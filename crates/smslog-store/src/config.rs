//! GitHub store configuration.
//!
//! Loaded from environment variables. Defaults point at the public GitHub
//! API; override `GITHUB_API_URL` for GitHub Enterprise or tests.

use std::fmt;
use std::str::FromStr;

use smslog_core::{KeyStyle, MonthlyKeyResolver};
use url::Url;
use zeroize::Zeroizing;

use crate::log_store::LogLayout;

const DEFAULT_API_URL: &str = "https://api.github.com";
const DEFAULT_BRANCH: &str = "main";
const DEFAULT_LOG_DIR: &str = "data";
const DEFAULT_TIMEOUT_SECS: u64 = 30;

/// Default commit description for appends.
pub const DEFAULT_COMMIT_MESSAGE: &str = "Append SMS message";

/// A repository identifier in `owner/name` form.
#[derive(Debug, Clone, PartialEq, Eq)]
pub struct RepoSlug {
    pub owner: String,
    pub name: String,
}

impl FromStr for RepoSlug {
    type Err = ConfigError;

    fn from_str(s: &str) -> Result<Self, Self::Err> {
        let invalid = || ConfigError::InvalidRepository(s.to_string());
        let (owner, name) = s.trim().split_once('/').ok_or_else(invalid)?;
        let valid = |part: &str| {
            !part.is_empty()
                && part
                    .bytes()
                    .all(|b| b.is_ascii_alphanumeric() || matches!(b, b'-' | b'_' | b'.'))
        };
        if !valid(owner) || !valid(name) {
            return Err(invalid());
        }
        Ok(Self {
            owner: owner.to_string(),
            name: name.to_string(),
        })
    }
}

impl fmt::Display for RepoSlug {
    fn fmt(&self, f: &mut fmt::Formatter<'_>) -> fmt::Result {
        write!(f, "{}/{}", self.owner, self.name)
    }
}

/// Configuration for the GitHub-backed log store.
///
/// Custom `Debug` implementation redacts the `token` field
/// to prevent credential leakage in log output.
#[derive(Clone)]
pub struct GitHubConfig {
    /// API base URL. Default: <https://api.github.com>
    pub api_url: Url,
    /// Repository holding the logs.
    pub repository: RepoSlug,
    /// Branch the logs are committed to.
    pub branch: String,
    /// Directory inside the repository holding one file per period.
    pub log_dir: String,
    /// Period key rendering.
    pub key_style: KeyStyle,
    /// Commit description used for every append.
    pub commit_message: String,
    /// Bearer token for API authentication.
    pub token: Zeroizing<String>,
    /// Request timeout in seconds.
    pub timeout_secs: u64,
}

impl fmt::Debug for GitHubConfig {
    fn fmt(&self, f: &mut fmt::Formatter<'_>) -> fmt::Result {
        f.debug_struct("GitHubConfig")
            .field("api_url", &self.api_url)
            .field("repository", &self.repository)
            .field("branch", &self.branch)
            .field("log_dir", &self.log_dir)
            .field("key_style", &self.key_style)
            .field("commit_message", &self.commit_message)
            .field("token", &"[REDACTED]")
            .field("timeout_secs", &self.timeout_secs)
            .finish()
    }
}

impl GitHubConfig {
    /// Load configuration from environment variables.
    ///
    /// Variables:
    /// - `GITHUB_TOKEN` (required)
    /// - `GITHUB_REPO` (required, `owner/name`)
    /// - `GITHUB_BRANCH` (default: `main`)
    /// - `GITHUB_API_URL` (default: `https://api.github.com`)
    /// - `GITHUB_TIMEOUT_SECS` (default: 30)
    /// - `SMSLOG_DIR` (default: `data`)
    /// - `SMSLOG_KEY_STYLE` (default: `numeric`; or `named`)
    /// - `SMSLOG_COMMIT_MESSAGE` (default: `Append SMS message`)
    pub fn from_env() -> Result<Self, ConfigError> {
        Self::from_lookup(|var| std::env::var(var).ok())
    }

    /// Load configuration through an arbitrary variable lookup.
    pub fn from_lookup(lookup: impl Fn(&str) -> Option<String>) -> Result<Self, ConfigError> {
        let token = lookup("GITHUB_TOKEN")
            .filter(|t| !t.trim().is_empty())
            .ok_or(ConfigError::MissingToken)?;
        let repository = lookup("GITHUB_REPO")
            .ok_or(ConfigError::MissingRepository)?
            .parse()?;
        let api_url = lookup_url(&lookup, "GITHUB_API_URL", DEFAULT_API_URL)?;
        let key_style = match lookup("SMSLOG_KEY_STYLE") {
            Some(raw) => raw
                .parse()
                .map_err(|_| ConfigError::InvalidKeyStyle(raw))?,
            None => KeyStyle::default(),
        };

        Ok(Self {
            api_url,
            repository,
            branch: lookup("GITHUB_BRANCH").unwrap_or_else(|| DEFAULT_BRANCH.to_string()),
            log_dir: lookup("SMSLOG_DIR").unwrap_or_else(|| DEFAULT_LOG_DIR.to_string()),
            key_style,
            commit_message: lookup("SMSLOG_COMMIT_MESSAGE")
                .unwrap_or_else(|| DEFAULT_COMMIT_MESSAGE.to_string()),
            token: Zeroizing::new(token),
            timeout_secs: lookup("GITHUB_TIMEOUT_SECS")
                .and_then(|s| s.parse().ok())
                .unwrap_or(DEFAULT_TIMEOUT_SECS),
        })
    }

    /// Create a configuration pointing at a local mock server (for testing).
    pub fn for_base_url(base_url: &str, repository: &str, token: &str) -> Result<Self, ConfigError> {
        Ok(Self {
            api_url: Url::parse(base_url)
                .map_err(|e| ConfigError::InvalidUrl(base_url.to_string(), e.to_string()))?,
            repository: repository.parse()?,
            branch: DEFAULT_BRANCH.to_string(),
            log_dir: DEFAULT_LOG_DIR.to_string(),
            key_style: KeyStyle::default(),
            commit_message: DEFAULT_COMMIT_MESSAGE.to_string(),
            token: Zeroizing::new(token.to_string()),
            timeout_secs: 5,
        })
    }

    pub fn resolver(&self) -> MonthlyKeyResolver {
        MonthlyKeyResolver::new(self.key_style)
    }

    pub fn layout(&self) -> LogLayout {
        LogLayout {
            log_dir: self.log_dir.clone(),
            commit_message: self.commit_message.clone(),
        }
    }
}

fn lookup_url(
    lookup: &impl Fn(&str) -> Option<String>,
    var: &str,
    default: &str,
) -> Result<Url, ConfigError> {
    let raw = lookup(var).unwrap_or_else(|| default.to_string());
    let url = Url::parse(&raw).map_err(|e| ConfigError::InvalidUrl(var.to_string(), e.to_string()))?;
    if url.cannot_be_a_base() || !matches!(url.scheme(), "http" | "https") {
        return Err(ConfigError::InvalidUrl(
            var.to_string(),
            "expected an http(s) base URL".to_string(),
        ));
    }
    Ok(url)
}

/// Configuration errors.
#[derive(Debug, thiserror::Error)]
pub enum ConfigError {
    #[error("GITHUB_TOKEN environment variable is required")]
    MissingToken,
    #[error("GITHUB_REPO environment variable is required")]
    MissingRepository,
    #[error("invalid repository {0:?}; expected owner/name")]
    InvalidRepository(String),
    #[error("invalid URL for {0}: {1}")]
    InvalidUrl(String, String),
    #[error("invalid SMSLOG_KEY_STYLE {0:?}; expected numeric or named")]
    InvalidKeyStyle(String),
    #[error("invalid API token: {0}")]
    InvalidToken(String),
}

Work task: Your answer should be each line from the entries that includes the string "InvalidKeyStyle".

Finished exercise:
                .map_err(|_| ConfigError::InvalidKeyStyle(raw))?,
    InvalidKeyStyle(String),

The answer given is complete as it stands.